Unbridled access to tax havens is also a matter of concern. Various studies on tax havens have shown that they are typically small countries/jurisdictions with low or nil taxation for foreigners. A promise of strong confidentiality and secrecy guarding wealth and accounts has also made them preferred destinations to keep unaccounted wealth.

A white paper on black money brought out by the ministry of finance in 2012 observed that money earned through tax havens was coming back to India through various methods such as hawala, mispricing, foreign direct investment through beneficial tax jurisdictions, raising of capital by Indian companies through Global Depository Receipts and investment in Indian stock markets by participatory notes.

Some others postulate that land transactions and infrastructure projects especially given the flexibility of provisions under change in land use norms are another major source of unreported income.

Academic estimates (not from government agencies) from time to time show a phenomenal increase in the extent of black money from five per cent of the GDP in the beginning of the planning second five year plan in 1955-56 to 50 per cent by the first decade of the current century and almost equivalent to GDP now!

Economic theory offers various approaches to estimate black money. The most prominent ones used globally are input/output method — an estimation based on comparing velocity of money and income circulated annually with income captured on national accounting system (NAS) — the survey approach consisting of conducing sample surveys, and the fiscal approach. However, none of these prove to be accurate given the multiple sources of black money.

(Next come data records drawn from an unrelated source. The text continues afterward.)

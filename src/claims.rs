//! VAPID claim set.

use std::time::Duration;

use chrono::{DateTime, Utc};
use serde::{Deserialize, Serialize};
use url::{Host, Url};

use crate::constants::{DEFAULT_TOKEN_TTL, MAILTO_PREFIX, MAX_TOKEN_TTL, MIN_TOKEN_TTL};
use crate::error::VapidError;

/// Claims carried by a VAPID token.
///
/// Field order is fixed (`aud`, `exp`, `sub`), so the serialized payload is
/// reproducible for given values.
///
/// # Example
///
/// ```
/// use vapid_auth::VapidClaims;
///
/// let claims = VapidClaims::for_endpoint(
///     "https://push.example.com/abc123",
///     "user@example.com",
///     false,
///     None,
/// )
/// .unwrap();
///
/// assert_eq!(claims.aud, "https://push.example.com");
/// assert_eq!(claims.sub, "mailto:user@example.com");
/// assert!(!claims.is_expired());
/// ```
#[derive(Debug, Clone, PartialEq, Eq, Serialize, Deserialize)]
pub struct VapidClaims {
    /// Origin of the push service (scheme and authority, no path)
    pub aud: String,
    /// Expiry as unix seconds
    pub exp: i64,
    /// Contact for the sender, a `mailto:` address or an `https` URL
    pub sub: String,
}

impl VapidClaims {
    /// Creates a new builder for VAPID claims.
    #[must_use]
    pub fn builder() -> VapidClaimsBuilder {
        VapidClaimsBuilder::new()
    }

    /// Builds claims for a push endpoint in one call.
    ///
    /// `subject` is used verbatim when `subject_is_url` is true and gets a
    /// `mailto:` prefix otherwise. `ttl` defaults to 12 hours and is clamped
    /// to 24 hours.
    ///
    /// # Errors
    ///
    /// - `VapidError::InvalidEndpoint` if the endpoint has no scheme or host
    /// - `VapidError::MissingField` if the subject is empty
    pub fn for_endpoint(
        endpoint: &str,
        subject: &str,
        subject_is_url: bool,
        ttl: Option<Duration>,
    ) -> Result<Self, VapidError> {
        let builder = VapidClaimsBuilder::new()
            .endpoint(endpoint)
            .subject(subject)
            .subject_is_url(subject_is_url);

        match ttl {
            Some(ttl) => builder.ttl(ttl).build(),
            None => builder.build(),
        }
    }

    /// Returns the expiry as a timestamp, if it is representable.
    #[must_use]
    pub fn expires_at(&self) -> Option<DateTime<Utc>> {
        DateTime::from_timestamp(self.exp, 0)
    }

    /// Returns true once the expiry has been reached.
    #[must_use]
    pub fn is_expired(&self) -> bool {
        Utc::now().timestamp() >= self.exp
    }
}

/// Derives the `aud` claim from a push endpoint.
///
/// The audience is `scheme://host`, with `:port` appended only when the port
/// is not the scheme's default. IPv6 hosts keep their brackets.
///
/// # Errors
///
/// Returns `VapidError::InvalidEndpoint` if the endpoint is not an absolute
/// URL or has no host.
///
/// # Example
///
/// ```
/// use vapid_auth::audience;
///
/// assert_eq!(
///     audience("https://fcm.googleapis.com/fcm/send/abc").unwrap(),
///     "https://fcm.googleapis.com"
/// );
/// assert_eq!(
///     audience("http://localhost:8080/push").unwrap(),
///     "http://localhost:8080"
/// );
/// ```
pub fn audience(endpoint: &str) -> Result<String, VapidError> {
    let invalid = |reason: String| VapidError::InvalidEndpoint {
        endpoint: endpoint.to_string(),
        reason,
    };

    let url = Url::parse(endpoint.trim()).map_err(|e| invalid(e.to_string()))?;
    let host = match url.host() {
        Some(Host::Domain(domain)) if !domain.is_empty() => domain.to_string(),
        Some(Host::Ipv4(ip)) => ip.to_string(),
        Some(Host::Ipv6(ip)) => format!("[{ip}]"),
        _ => return Err(invalid("endpoint has no host".to_string())),
    };

    Ok(match url.port() {
        Some(port) => format!("{}://{host}:{port}", url.scheme()),
        None => format!("{}://{host}", url.scheme()),
    })
}

/// Builder for constructing `VapidClaims`.
///
/// # Example
///
/// ```
/// use vapid_auth::VapidClaimsBuilder;
/// use std::time::Duration;
///
/// let claims = VapidClaimsBuilder::new()
///     .endpoint("https://updates.push.services.mozilla.com/wpush/v2/gAAAA")
///     .subject("https://contact.example.com/")
///     .subject_is_url(true)
///     .ttl(Duration::from_secs(3600))
///     .build()
///     .unwrap();
///
/// assert_eq!(claims.aud, "https://updates.push.services.mozilla.com");
/// assert_eq!(claims.sub, "https://contact.example.com/");
/// ```
#[derive(Debug, Clone)]
pub struct VapidClaimsBuilder {
    endpoint: Option<String>,
    subject: Option<String>,
    subject_is_url: bool,
    ttl: Duration,
}

impl VapidClaimsBuilder {
    /// Creates a new builder with the default TTL of 12 hours and an e-mail
    /// subject.
    #[must_use]
    pub fn new() -> Self {
        Self {
            endpoint: None,
            subject: None,
            subject_is_url: false,
            ttl: DEFAULT_TOKEN_TTL,
        }
    }

    /// Sets the push endpoint the token is for.
    #[must_use]
    pub fn endpoint(mut self, endpoint: impl Into<String>) -> Self {
        self.endpoint = Some(endpoint.into());
        self
    }

    /// Sets the sender contact, an e-mail address or an `https` URL.
    #[must_use]
    pub fn subject(mut self, subject: impl Into<String>) -> Self {
        self.subject = Some(subject.into());
        self
    }

    /// Marks the subject as a URL, used verbatim instead of `mailto:`-prefixed.
    #[must_use]
    pub fn subject_is_url(mut self, is_url: bool) -> Self {
        self.subject_is_url = is_url;
        self
    }

    /// Sets the token lifetime.
    ///
    /// Values above 24 hours are clamped at build time; values below one
    /// second are raised to one second.
    #[must_use]
    pub fn ttl(mut self, ttl: Duration) -> Self {
        self.ttl = ttl;
        self
    }

    /// Builds the claims using the current time.
    ///
    /// # Errors
    ///
    /// - `VapidError::MissingField` if the endpoint or subject is unset or
    ///   the subject is empty
    /// - `VapidError::InvalidEndpoint` if the endpoint has no scheme or host
    pub fn build(self) -> Result<VapidClaims, VapidError> {
        self.build_at(Utc::now())
    }

    /// Builds the claims as of `now`.
    ///
    /// # Errors
    ///
    /// Same as [`VapidClaimsBuilder::build`].
    pub fn build_at(self, now: DateTime<Utc>) -> Result<VapidClaims, VapidError> {
        let endpoint = self
            .endpoint
            .ok_or(VapidError::MissingField { field: "endpoint" })?;
        let subject = self
            .subject
            .filter(|subject| !subject.is_empty())
            .ok_or(VapidError::MissingField { field: "subject" })?;

        let aud = audience(&endpoint)?;
        let sub = if self.subject_is_url {
            subject
        } else {
            format!("{MAILTO_PREFIX}{subject}")
        };
        let exp = now
            .timestamp()
            .saturating_add_unsigned(effective_ttl(self.ttl).as_secs());

        Ok(VapidClaims { aud, exp, sub })
    }
}

impl Default for VapidClaimsBuilder {
    fn default() -> Self {
        Self::new()
    }
}

/// Bounds a requested TTL to `[MIN_TOKEN_TTL, MAX_TOKEN_TTL]`.
pub(crate) fn effective_ttl(requested: Duration) -> Duration {
    if requested > MAX_TOKEN_TTL {
        tracing::warn!(
            requested_secs = requested.as_secs(),
            max_secs = MAX_TOKEN_TTL.as_secs(),
            "VAPID token TTL clamped to 24 hours"
        );
        MAX_TOKEN_TTL
    } else if requested < MIN_TOKEN_TTL {
        MIN_TOKEN_TTL
    } else {
        requested
    }
}
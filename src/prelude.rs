//! Convenient re-exports for glob imports.
//!
//! ```rust
//! use vapid_auth::prelude::*;
//!
//! let signer = VapidSigner::generate("ops@example.com", false).unwrap();
//! let header = signer.authorization_header("https://push.example.com/abc").unwrap();
//! let auth: VapidAuthorization = header.parse().unwrap();
//! ```
//!
//! Codec helpers and constants stay at the crate root.

pub use crate::{
    // Core types
    ExportedKeys, VapidAuthorization, VapidClaims, VapidKeyPair, VapidPublicKey, VapidSigner,
    // Builders and configuration
    VapidClaimsBuilder, VapidConfig,
    // Errors
    VapidError,
    // Functions
    build_authorization_header, generate_vapid_keys, parse_authorization_header, sign_claims,
    vapid_authorization_header,
};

Hence, what is required is a multi-pronged approach to curb this hydra-headed monster.

The efficacy angle

It is in this context that the efficacy of demonetisation, which has made billions of the poor in the country poorer albeit temporarily, becomes pertinent.

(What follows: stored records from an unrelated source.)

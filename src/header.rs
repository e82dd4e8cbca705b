//! The `Authorization: vapid t=<token>, k=<key>` header.
//!
//! Parsing is field-oriented: the scheme is matched case-insensitively, the
//! rest is a comma-separated list of `name=value` parameters. `t` and `k`
//! must each appear exactly once with a non-empty value; other parameters are
//! ignored. Values are returned exactly as they appear, so
//! `parse(build(t, k)) == (t, k)` holds for any `t` and `k` that are
//! non-empty and contain no comma.

use std::fmt;
use std::str::FromStr;

use crate::constants::AUTH_SCHEME;
use crate::error::VapidError;

/// A VAPID `Authorization` header value.
///
/// # Example
///
/// ```
/// use vapid_auth::VapidAuthorization;
///
/// let auth: VapidAuthorization = "vapid t=eyJ0.eyJh.c2ln, k=BPub".parse().unwrap();
///
/// assert_eq!(auth.token(), "eyJ0.eyJh.c2ln");
/// assert_eq!(auth.public_key(), "BPub");
/// assert_eq!(auth.to_string(), "vapid t=eyJ0.eyJh.c2ln, k=BPub");
/// ```
#[derive(Debug, Clone, PartialEq, Eq, Hash)]
pub struct VapidAuthorization {
    token: String,
    public_key: String,
}

impl VapidAuthorization {
    /// Pairs a signed token with the public key text that verifies it.
    #[must_use]
    pub fn new(token: impl Into<String>, public_key: impl Into<String>) -> Self {
        Self {
            token: token.into(),
            public_key: public_key.into(),
        }
    }

    /// Parses a header value.
    ///
    /// # Errors
    ///
    /// Returns `VapidError::MalformedHeader` if the scheme is not `vapid`, a
    /// parameter is not `name=value`, or `t`/`k` is missing, empty or
    /// repeated.
    pub fn parse(header: &str) -> Result<Self, VapidError> {
        let (scheme, params) = header
            .trim_start()
            .split_once(' ')
            .ok_or_else(|| VapidError::malformed("expected '<scheme> <parameters>'"))?;

        if !scheme.eq_ignore_ascii_case(AUTH_SCHEME) {
            return Err(VapidError::malformed(format!(
                "unsupported scheme '{scheme}', expected '{AUTH_SCHEME}'"
            )));
        }

        let mut token = None;
        let mut public_key = None;

        for param in params.split(',').map(str::trim_start) {
            if param.is_empty() {
                continue;
            }
            let (name, value) = param.split_once('=').ok_or_else(|| {
                VapidError::malformed(format!("parameter '{param}' is not name=value"))
            })?;

            let name = name.trim();
            let slot = match name {
                "t" => &mut token,
                "k" => &mut public_key,
                _ => continue,
            };
            if slot.is_some() {
                return Err(VapidError::malformed(format!(
                    "parameter '{name}' appears more than once"
                )));
            }
            if value.is_empty() {
                return Err(VapidError::malformed(format!("parameter '{name}' is empty")));
            }
            *slot = Some(value.to_string());
        }

        let token = token.ok_or_else(|| VapidError::malformed("missing 't' parameter"))?;
        let public_key = public_key.ok_or_else(|| VapidError::malformed("missing 'k' parameter"))?;

        Ok(Self { token, public_key })
    }

    /// Returns the compact ES256 token.
    #[must_use]
    pub fn token(&self) -> &str {
        &self.token
    }

    /// Returns the base64url public key text.
    #[must_use]
    pub fn public_key(&self) -> &str {
        &self.public_key
    }

    /// Splits into `(token, public_key)`.
    #[must_use]
    pub fn into_parts(self) -> (String, String) {
        (self.token, self.public_key)
    }
}

impl fmt::Display for VapidAuthorization {
    fn fmt(&self, f: &mut fmt::Formatter<'_>) -> fmt::Result {
        write!(f, "{AUTH_SCHEME} t={}, k={}", self.token, self.public_key)
    }
}

impl FromStr for VapidAuthorization {
    type Err = VapidError;

    fn from_str(s: &str) -> Result<Self, Self::Err> {
        Self::parse(s)
    }
}

/// Formats `vapid t=<token>, k=<public_key>`.
///
/// # Example
///
/// ```
/// use vapid_auth::build_authorization_header;
///
/// assert_eq!(build_authorization_header("abc.def.ghi", "BKey"), "vapid t=abc.def.ghi, k=BKey");
/// ```
#[must_use]
pub fn build_authorization_header(token: &str, public_key_text: &str) -> String {
    VapidAuthorization::new(token, public_key_text).to_string()
}

/// Extracts `(token, public_key_text)` from a header value.
///
/// # Errors
///
/// See [`VapidAuthorization::parse`].
pub fn parse_authorization_header(header: &str) -> Result<(String, String), VapidError> {
    VapidAuthorization::parse(header).map(VapidAuthorization::into_parts)
}
//! VAPID (RFC 8292) authentication for Web Push.
//!
//! This crate covers the application server side of VAPID: generating the
//! P-256 identity, turning a push endpoint into signed ES256 claims, and
//! producing the `Authorization` header a push service expects.
//!
//! # Overview
//!
//! A push request is authenticated with:
//!
//! ```text
//! Authorization: vapid t=<header>.<claims>.<signature>, k=<public-key>
//! ```
//!
//! where the claims are `{"aud":<push-service-origin>,"exp":<unix-seconds>,"sub":<contact>}`
//! and the signature is a raw 64-byte ECDSA P-256 / SHA-256 signature.
//!
//! # Quick Start
//!
//! ```rust
//! use vapid_auth::{generate_vapid_keys, vapid_authorization_header};
//!
//! // Once, at setup: persist both halves, give the public one to browsers
//! let (private_key, public_key) = generate_vapid_keys().unwrap();
//!
//! // Per push request
//! let header = vapid_authorization_header(
//!     "https://fcm.googleapis.com/fcm/send/abc123",
//!     "ops@example.com",
//!     false,
//!     &public_key,
//!     &private_key,
//!     None,
//! )
//! .unwrap();
//!
//! assert!(header.starts_with("vapid t="));
//! ```
//!
//! # Long-lived Signer
//!
//! ```rust
//! use vapid_auth::{VapidKeyPair, VapidSigner};
//! use std::time::Duration;
//!
//! let key_pair = VapidKeyPair::generate().unwrap();
//! let signer = VapidSigner::new(key_pair, "https://example.com/contact", true)
//!     .with_default_ttl(Duration::from_secs(3600));
//!
//! let auth = signer.authorization("https://updates.push.services.mozilla.com/wpush/v2/x").unwrap();
//! assert_eq!(auth.public_key(), signer.public_key_text());
//! ```
//!
//! # Key Formats
//!
//! | Key | Bytes | Exported text |
//! |-----|-------|---------------|
//! | Private | 32 (scalar) | 43 chars, unpadded base64url |
//! | Public | 65 (`0x04 \|\| X \|\| Y`) | 87 chars, unpadded base64url |
//!
//! Private keys are also read from padded standard base64 and from SEC1 or
//! PKCS#8 DER containers; see [`decode_private_key`].
//!
//! # Token Lifetime
//!
//! Tokens default to 12 hours. Longer lifetimes are clamped to 24 hours, the
//! most push services accept.

#![deny(missing_docs)]
#![deny(clippy::all)]
#![deny(clippy::pedantic)]
#![allow(clippy::module_name_repetitions)]

mod claims;
mod codec;
mod config;
mod constants;
mod error;
mod header;
mod keys;
pub mod prelude;
mod signer;
mod token;

pub use claims::{VapidClaims, VapidClaimsBuilder, audience};
pub use codec::{
    Base64Variant, DecodedKey, decode_base64, decode_private_key, decode_public_key,
    encode_url_safe,
};
pub use config::VapidConfig;
pub use constants::{
    ALGORITHM, AUTH_SCHEME, DEFAULT_TOKEN_TTL, MAILTO_PREFIX, MAX_TOKEN_TTL, MIN_TOKEN_TTL,
    PRIVATE_KEY_LENGTH, PRIVATE_KEY_TEXT_LENGTH, PUBLIC_KEY_LENGTH, PUBLIC_KEY_TEXT_LENGTH,
    SIGNATURE_LENGTH, TOKEN_TYPE,
};
pub use error::VapidError;
pub use header::{VapidAuthorization, build_authorization_header, parse_authorization_header};
pub use keys::{ExportedKeys, VapidKeyPair, VapidPublicKey, generate_vapid_keys};
pub use signer::{VapidSigner, vapid_authorization_header};
pub use token::{TokenHeader, sign_claims, sign_claims_with_key};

If we turn to history, the last demonetisation measure was in 1978 when the Janata Government had scrapped ₹500, ₹5,000 and ₹10,000 notes. If the move was effective, why was black money seen to be rearing its head from 1980 itself? Much has been written of late on this experiment. Without being repetitive, it would suffice to say that experts including the then RBI governor IG Patel did hint at the non-desirability of the move. In a 2014 lecture, former RBI governor Raghuram Rajan too expressed his displeasure over deploying demonetisation as a tool to hit black money. In the present episode of demonetisation, the Government has gone for a faster, less effective and more painful (for general public and poor) approach.

In contrast, long term measures such as rationalisation of taxes (the Laffer Curve approach), increasing the tax base, real estate (a major contributor to black money) reforms from which the Centre has been generally been shying away leaving a larger field for the States, tightening measures in mining, not-for profit and cooperative sectors, effective tax deterrence and integration of data bases should have been taken up.

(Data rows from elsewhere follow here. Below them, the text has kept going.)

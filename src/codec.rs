//! Key text decoding and encoding.
//!
//! VAPID keys are exchanged as text and arrive from many tools: padded
//! standard base64, unpadded base64url, bare 32-byte scalars or complete
//! `ECPrivateKey` structures. Decoding is a fixed ladder of attempts with no
//! format flag from the caller:
//!
//! 1. standard base64 (`+`, `/`), padding optional
//! 2. URL-safe base64 (`-`, `_`), padding optional
//!
//! The first alphabet that decodes wins. The decoded bytes are then a raw
//! scalar when they are exactly 32 bytes long, otherwise a SEC1 or PKCS#8 DER
//! container is parsed and its scalar extracted.

use base64::Engine as _;
use base64::alphabet;
use base64::engine::general_purpose::URL_SAFE_NO_PAD;
use base64::engine::{DecodePaddingMode, GeneralPurpose, GeneralPurposeConfig};
use p256::SecretKey;
use p256::ecdsa::VerifyingKey;
use p256::pkcs8::DecodePrivateKey;

use crate::constants::{PRIVATE_KEY_LENGTH, PUBLIC_KEY_LENGTH};
use crate::error::VapidError;

const LENIENT: GeneralPurposeConfig = GeneralPurposeConfig::new()
    .with_encode_padding(false)
    .with_decode_allow_trailing_bits(true)
    .with_decode_padding_mode(DecodePaddingMode::Indifferent);

static STANDARD_LENIENT: GeneralPurpose = GeneralPurpose::new(&alphabet::STANDARD, LENIENT);
static URL_SAFE_LENIENT: GeneralPurpose = GeneralPurpose::new(&alphabet::URL_SAFE, LENIENT);

/// Base64 alphabet a piece of key text was decoded with.
#[derive(Debug, Clone, Copy, PartialEq, Eq, Hash)]
pub enum Base64Variant {
    /// RFC 4648 §4 alphabet (`+`, `/`)
    Standard,
    /// RFC 4648 §5 alphabet (`-`, `_`)
    UrlSafe,
}

impl Base64Variant {
    /// Variants in the order decoding tries them.
    pub const PRIORITY: [Self; 2] = [Self::Standard, Self::UrlSafe];

    /// Short name used in log events.
    #[must_use]
    pub const fn name(self) -> &'static str {
        match self {
            Self::Standard => "standard",
            Self::UrlSafe => "url-safe",
        }
    }

    fn engine(self) -> &'static GeneralPurpose {
        match self {
            Self::Standard => &STANDARD_LENIENT,
            Self::UrlSafe => &URL_SAFE_LENIENT,
        }
    }
}

/// Bytes recovered from key text, tagged with the alphabet that matched.
#[derive(Debug, Clone, PartialEq, Eq)]
pub struct DecodedKey {
    /// Alphabet the text decoded under
    pub variant: Base64Variant,
    /// Decoded bytes
    pub bytes: Vec<u8>,
}

/// Shape of the bytes a private scalar was recovered from.
#[derive(Debug, Clone, Copy, PartialEq, Eq)]
enum PrivateKeyForm {
    RawScalar,
    Sec1Der,
    Pkcs8Der,
}

impl PrivateKeyForm {
    const fn name(self) -> &'static str {
        match self {
            Self::RawScalar => "raw-scalar",
            Self::Sec1Der => "sec1-der",
            Self::Pkcs8Der => "pkcs8-der",
        }
    }
}

/// Decodes key text with the first base64 alphabet that accepts it.
///
/// Surrounding whitespace and embedded line breaks are ignored, padding is
/// optional under both alphabets, and non-zero trailing bits are accepted.
///
/// # Errors
///
/// Returns `VapidError::InvalidKeyEncoding` if the text is empty or decodes
/// under neither alphabet.
///
/// # Example
///
/// ```
/// use vapid_auth::{decode_base64, Base64Variant};
///
/// let decoded = decode_base64("-_8").unwrap();
/// assert_eq!(decoded.variant, Base64Variant::UrlSafe);
/// assert_eq!(decoded.bytes, vec![0xfb, 0xff]);
/// ```
pub fn decode_base64(input: &str) -> Result<DecodedKey, VapidError> {
    // line-wrapped key text
    let text: String = input
        .trim()
        .chars()
        .filter(|c| !matches!(c, '\r' | '\n'))
        .collect();
    if text.is_empty() {
        return Err(VapidError::encoding("key text is empty"));
    }

    Base64Variant::PRIORITY
        .into_iter()
        .find_map(|variant| {
            variant
                .engine()
                .decode(&text)
                .ok()
                .map(|bytes| DecodedKey { variant, bytes })
        })
        .ok_or_else(|| VapidError::encoding("text is neither standard nor URL-safe base64"))
}

/// Decodes VAPID private key text into the raw 32-byte scalar.
///
/// Accepts a bare scalar as well as SEC1 (`openssl ec` style) or PKCS#8 DER
/// containers, under either base64 alphabet. A bare scalar is returned
/// without range checks; signing rejects zero or out-of-range scalars.
///
/// # Errors
///
/// - `VapidError::InvalidKeyEncoding` if the text is not base64
/// - `VapidError::InvalidKeyLength` if the bytes are neither a 32-byte
///   scalar nor a parseable DER container
///
/// # Example
///
/// ```
/// use vapid_auth::decode_private_key;
///
/// let padded = decode_private_key("cXuKMOtvyDCP/2jtS5LH23+gaU8zI6wb1hAuneonAu4=").unwrap();
/// let unpadded = decode_private_key("cXuKMOtvyDCP_2jtS5LH23-gaU8zI6wb1hAuneonAu4").unwrap();
/// assert_eq!(padded, unpadded);
/// ```
pub fn decode_private_key(input: &str) -> Result<[u8; PRIVATE_KEY_LENGTH], VapidError> {
    let decoded = decode_base64(input)?;
    let (scalar, form) = scalar_from_bytes(&decoded.bytes)?;

    tracing::debug!(
        variant = decoded.variant.name(),
        form = form.name(),
        "decoded VAPID private key"
    );

    Ok(scalar)
}

fn scalar_from_bytes(
    bytes: &[u8],
) -> Result<([u8; PRIVATE_KEY_LENGTH], PrivateKeyForm), VapidError> {
    if let Ok(scalar) = <[u8; PRIVATE_KEY_LENGTH]>::try_from(bytes) {
        return Ok((scalar, PrivateKeyForm::RawScalar));
    }

    let invalid_length = VapidError::InvalidKeyLength {
        actual: bytes.len(),
    };
    if bytes.len() < PRIVATE_KEY_LENGTH {
        return Err(invalid_length);
    }

    let (secret, form) = if let Ok(secret) = SecretKey::from_sec1_der(bytes) {
        (secret, PrivateKeyForm::Sec1Der)
    } else if let Ok(secret) = SecretKey::from_pkcs8_der(bytes) {
        (secret, PrivateKeyForm::Pkcs8Der)
    } else {
        return Err(invalid_length);
    };

    let mut scalar = [0u8; PRIVATE_KEY_LENGTH];
    scalar.copy_from_slice(&secret.to_bytes());
    Ok((scalar, form))
}

/// Decodes public key text into a validated uncompressed P-256 point.
///
/// # Errors
///
/// - `VapidError::InvalidKeyEncoding` if the text is not base64 or the bytes
///   are not an uncompressed point on P-256
/// - `VapidError::InvalidKeyLength` if the bytes are not 65 long
pub fn decode_public_key(input: &str) -> Result<[u8; PUBLIC_KEY_LENGTH], VapidError> {
    let decoded = decode_base64(input)?;
    let point = <[u8; PUBLIC_KEY_LENGTH]>::try_from(decoded.bytes.as_slice()).map_err(|_| {
        VapidError::InvalidKeyLength {
            actual: decoded.bytes.len(),
        }
    })?;
    validate_public_point(&point)?;
    Ok(point)
}

pub(crate) fn validate_public_point(point: &[u8; PUBLIC_KEY_LENGTH]) -> Result<(), VapidError> {
    if point[0] != 0x04 {
        return Err(VapidError::encoding(
            "public key must be an uncompressed point starting with 0x04",
        ));
    }
    VerifyingKey::from_sec1_bytes(point)
        .map(|_| ())
        .map_err(|_| VapidError::encoding("public key is not a point on P-256"))
}

/// Encodes bytes as unpadded URL-safe base64.
///
/// This is the form both halves of a VAPID key pair are exported in.
#[must_use]
pub fn encode_url_safe(bytes: impl AsRef<[u8]>) -> String {
    URL_SAFE_NO_PAD.encode(bytes)
}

But then all this will require a long-term commitment from the policy makers and government and are apolitical in nature.

Fake currency

The dramatic announcement by Prime Minister Narendra Modi last week pulling out over 80 per cent currency in circulation in the economy also has a fake currency angle.

Interestingly, in its November 12, 2016 RBI update on currency does not refer to black money but only talks of fake notes. If that is the case, there can be no justification for the hurried manner in which the currency is withdrawn without adequate preparations including readying of ₹100 rupee notes and recalibration of ATMs for the new notes.

This has literally thrown a billion people on to the roads waiting for days to get their legally earned money for carrying on their daily lives. Rural India is reeling under more pressure as there are few banks supported by currency chests and fewer ATMs.

The road ahead should also be clear. An internal study of the SBI November 10, 2016 makes some key points. It suggests that RBI and the Government should keep the ratio of ₹1,000 and ₹500 notes in the same proportion in circulation even after printing new ₹2,000 and ₹500 notes. Any deviation from the existing proportion will increase costs, it warns.

Looking beyond

At the time of 1978 demonetisation, 25 per cent of cash with public did not return to the banking system, possibly for the fear of getting tracked and thereby penalised. “If we safely assume that 25 per cent of the cash with public not converted this time also (though this figure may be significantly higher), it turns out to be ₹2500 billion or ₹2.5 lakh crore,” SBI says.

In all of this, one point emerges clearly. A common man cannot be punished for others’ black money. There is an urgent need for long term measures. Otherwise, the cycle of black money will begin again and we will have to wait for another round of demonetisation, or perhaps more comprehensive, multi-pronged steps.